Entramos já numa época de fenômenos climáticos extremos, onde secas se alternarão cada vez mais com enchentes e outros eventos dramáticos. Daí que preservar as conquistas do Código Florestal seja não apenas do interesse do mundo rural. Sem matas ciliares preservadas e encostas e topos de morros protegidos, o rosário de destruição de cidades e vilarejos continuará se expandindo, ainda que medidas corajosas para o melhor uso e ocupação do solo urbano venham a ser adotadas.

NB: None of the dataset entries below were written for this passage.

//! Quiz question level cache.
//!
//! Serves questions per level from a time-bounded cache, refilling from
//! Postgres on a miss and writing consumption back before entries disappear.

pub mod application;
pub mod cache;
pub mod config;
pub mod domain;
pub mod infra;
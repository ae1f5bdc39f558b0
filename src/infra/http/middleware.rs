use std::time::Instant;

use axum::{
    body::Body,
    http::{HeaderName, HeaderValue, Request},
    middleware::Next,
    response::Response,
};
use tracing::{error, warn};
use uuid::Uuid;

use crate::application::error::ErrorReport;

pub const REQUEST_ID_HEADER: HeaderName = HeaderName::from_static("x-request-id");

#[derive(Clone)]
pub struct RequestContext {
    pub request_id: String,
}

pub async fn set_request_context(mut request: Request<Body>, next: Next) -> Response {
    let request_id = Uuid::new_v4().to_string();
    let ctx = RequestContext {
        request_id: request_id.clone(),
    };
    request.extensions_mut().insert(ctx.clone());

    let mut response = next.run(request).await;
    if let Ok(value) = HeaderValue::from_str(&request_id) {
        response.headers_mut().insert(REQUEST_ID_HEADER, value);
    }
    response.extensions_mut().insert(ctx);
    response
}

/// Log every 4xx and 5xx response once, with the diagnostic chain attached
/// by the handler's error type.
pub async fn log_responses(request: Request<Body>, next: Next) -> Response {
    let method = request.method().clone();
    let path = request.uri().path().to_string();
    let level = level_param(request.uri().query()).unwrap_or_default();
    let request_id = request
        .extensions()
        .get::<RequestContext>()
        .map(|ctx| ctx.request_id.clone())
        .unwrap_or_default();
    let start = Instant::now();

    let mut response = next.run(request).await;
    let status = response.status();
    if !(status.is_client_error() || status.is_server_error()) {
        return response;
    }

    let elapsed_ms = start.elapsed().as_millis() as u64;
    let (source, chain) = response
        .extensions_mut()
        .remove::<ErrorReport>()
        .map(|report| (report.source, report.messages))
        .unwrap_or(("unknown", Vec::new()));
    let detail = chain.first().map_or("no diagnostic available", String::as_str);

    if status.is_server_error() {
        error!(
            target: "quizcache::http::response",
            status = status.as_u16(),
            %method,
            path = %path,
            level = %level,
            elapsed_ms,
            source,
            detail,
            chain = ?chain,
            request_id = %request_id,
            "request failed"
        );
    } else {
        warn!(
            target: "quizcache::http::response",
            status = status.as_u16(),
            %method,
            path = %path,
            level = %level,
            elapsed_ms,
            source,
            detail,
            chain = ?chain,
            request_id = %request_id,
            "request rejected"
        );
    }

    response
}

/// The `level` (or legacy `Level`) query parameter, if present.
fn level_param(query: Option<&str>) -> Option<String> {
    query?
        .split('&')
        .filter_map(|pair| pair.split_once('='))
        .find(|(name, _)| matches!(*name, "level" | "Level"))
        .map(|(_, value)| value.to_string())
}

#[cfg(test)]
mod tests {
    use super::*;

    #[test]
    fn level_param_reads_either_spelling() {
        assert_eq!(level_param(Some("level=B1")).as_deref(), Some("B1"));
        assert_eq!(level_param(Some("x=1&Level=C1")).as_deref(), Some("C1"));
        assert_eq!(level_param(Some("other=A1")), None);
        assert_eq!(level_param(None), None);
    }
}
//! Write-back of consumption state from the cache to the question store.

use std::sync::Arc;
use std::time::Duration;

use metrics::counter;
use tracing::{debug, error};

use crate::application::repos::{QuestionsRepo, ShownUpdate};
use crate::domain::entities::CachedTest;

use super::codec;
use super::error::CacheError;
use super::store::TimedStore;

const METRIC_FLUSH_WRITE_TOTAL: &str = "quizcache_flush_write_total";
const METRIC_FLUSH_FAILURE_TOTAL: &str = "quizcache_flush_failure_total";

/// A single record whose write failed during a flush.
#[derive(Debug, Clone, PartialEq, Eq)]
pub struct FailedWrite {
    pub id: i64,
    pub reason: String,
}

/// Outcome of flushing one level's list.
///
/// A non-empty `failed` list is a partial flush failure. It is logged by the
/// flusher and never returned as an error.
#[derive(Debug, Clone, Default, PartialEq, Eq)]
pub struct FlushReport {
    pub key: String,
    pub applied: usize,
    pub not_found: usize,
    pub skipped: usize,
    pub failed: Vec<FailedWrite>,
}

impl FlushReport {
    pub fn is_complete(&self) -> bool {
        self.failed.is_empty()
    }

    pub fn failed_ids(&self) -> Vec<i64> {
        self.failed.iter().map(|failure| failure.id).collect()
    }
}

pub struct Flusher {
    repo: Arc<dyn QuestionsRepo>,
    timeout: Duration,
}

impl Flusher {
    pub fn new(repo: Arc<dyn QuestionsRepo>, timeout: Duration) -> Self {
        Self { repo, timeout }
    }

    /// Persist the last-shown timestamp of every record that carries one.
    ///
    /// Every record is attempted even when earlier writes fail. Re-flushing the
    /// same timestamp is harmless.
    pub async fn flush_list(&self, key: &str, records: &[CachedTest]) -> FlushReport {
        let mut report = FlushReport {
            key: key.to_string(),
            ..Default::default()
        };

        for record in records {
            let Some(shown_at) = record.shown_at else {
                report.skipped += 1;
                continue;
            };

            let outcome = tokio::time::timeout(
                self.timeout,
                self.repo.apply_shown_update(record.id, shown_at),
            )
            .await;

            match outcome {
                Ok(Ok(ShownUpdate::Applied)) => report.applied += 1,
                Ok(Ok(ShownUpdate::NotFound)) => {
                    debug!(key, question_id = record.id, "Flushed question no longer exists");
                    report.not_found += 1;
                }
                Ok(Err(err)) => report.failed.push(FailedWrite {
                    id: record.id,
                    reason: err.to_string(),
                }),
                Err(_) => report.failed.push(FailedWrite {
                    id: record.id,
                    reason: format!("timed out after {}ms", self.timeout.as_millis()),
                }),
            }
        }

        counter!(METRIC_FLUSH_WRITE_TOTAL).increment((report.applied + report.not_found) as u64);

        if !report.is_complete() {
            counter!(METRIC_FLUSH_FAILURE_TOTAL).increment(report.failed.len() as u64);
            let reasons: Vec<&str> = report.failed.iter().map(|f| f.reason.as_str()).collect();
            error!(
                key,
                failed_ids = ?report.failed_ids(),
                reasons = ?reasons,
                applied = report.applied,
                "Partial flush failure; cache entry is dropped regardless"
            );
        }

        report
    }

    /// Read and decode a key's list without touching it.
    ///
    /// An undecodable entry yields an empty list so it is still evicted.
    pub async fn capture(
        &self,
        store: &TimedStore,
        key: &str,
    ) -> Result<Option<Vec<CachedTest>>, CacheError> {
        let Some(bytes) = store.get(key).await? else {
            return Ok(None);
        };

        Ok(Some(codec::decode(&bytes).unwrap_or_else(|err| {
            error!(key, error = %err, "Discarding undecodable cache entry");
            Vec::new()
        })))
    }

    /// Flush a previously captured list, then delete the key.
    ///
    /// The key is deleted even when some writes failed: the flush was attempted.
    pub async fn write_back_and_evict(
        &self,
        store: &TimedStore,
        key: &str,
        records: &[CachedTest],
    ) -> Result<FlushReport, CacheError> {
        let report = self.flush_list(key, records).await;
        store.delete(key).await?;
        Ok(report)
    }

    /// Longest [`Self::write_back_and_evict`] can take for `records`: one
    /// bounded write per timestamped record plus the delete.
    pub fn worst_case(&self, records: &[CachedTest]) -> Duration {
        let calls = records.iter().filter(|r| r.shown_at.is_some()).count() + 1;
        self.timeout
            .saturating_mul(u32::try_from(calls).unwrap_or(u32::MAX))
    }
}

O Código Florestal não é um livro sagrado como a Bíblia ou o Alcorão. Pode e deve ser melhorado. Mas nunca mutilado com as pegadinhas que o deputado Aldo Rebelo em má hora se dispôs a colocar em seu substitutivo para servir a visões geopolíticas e agrícolas ultrapassadas. A rigor o debate do Código mereceria muito mais tempo e mais seriedade em sua condução. Os que pressionam, no Congresso Nacional, pela rápida votação em plenário do monstrengo que produziram em nome de uma falsa demanda do setor produtivo agrícola, sabem que o tempo trabalha em desfavor de sua campanha raivosa contra os avanços e conquistas da legislação ambiental brasileira. Daí a urgência e importância, para a opinião pública, que as coisas sejam melhor esclarecidas para evitar um retrocesso que irá afetar os interesses mais estratégicos do Brasil.

* Anivaldo Miranda é jornalista, membro do Fórum de Defesa Ambiental e membro do Comitê da Bacia Hidrográfica do Rio São Francisco.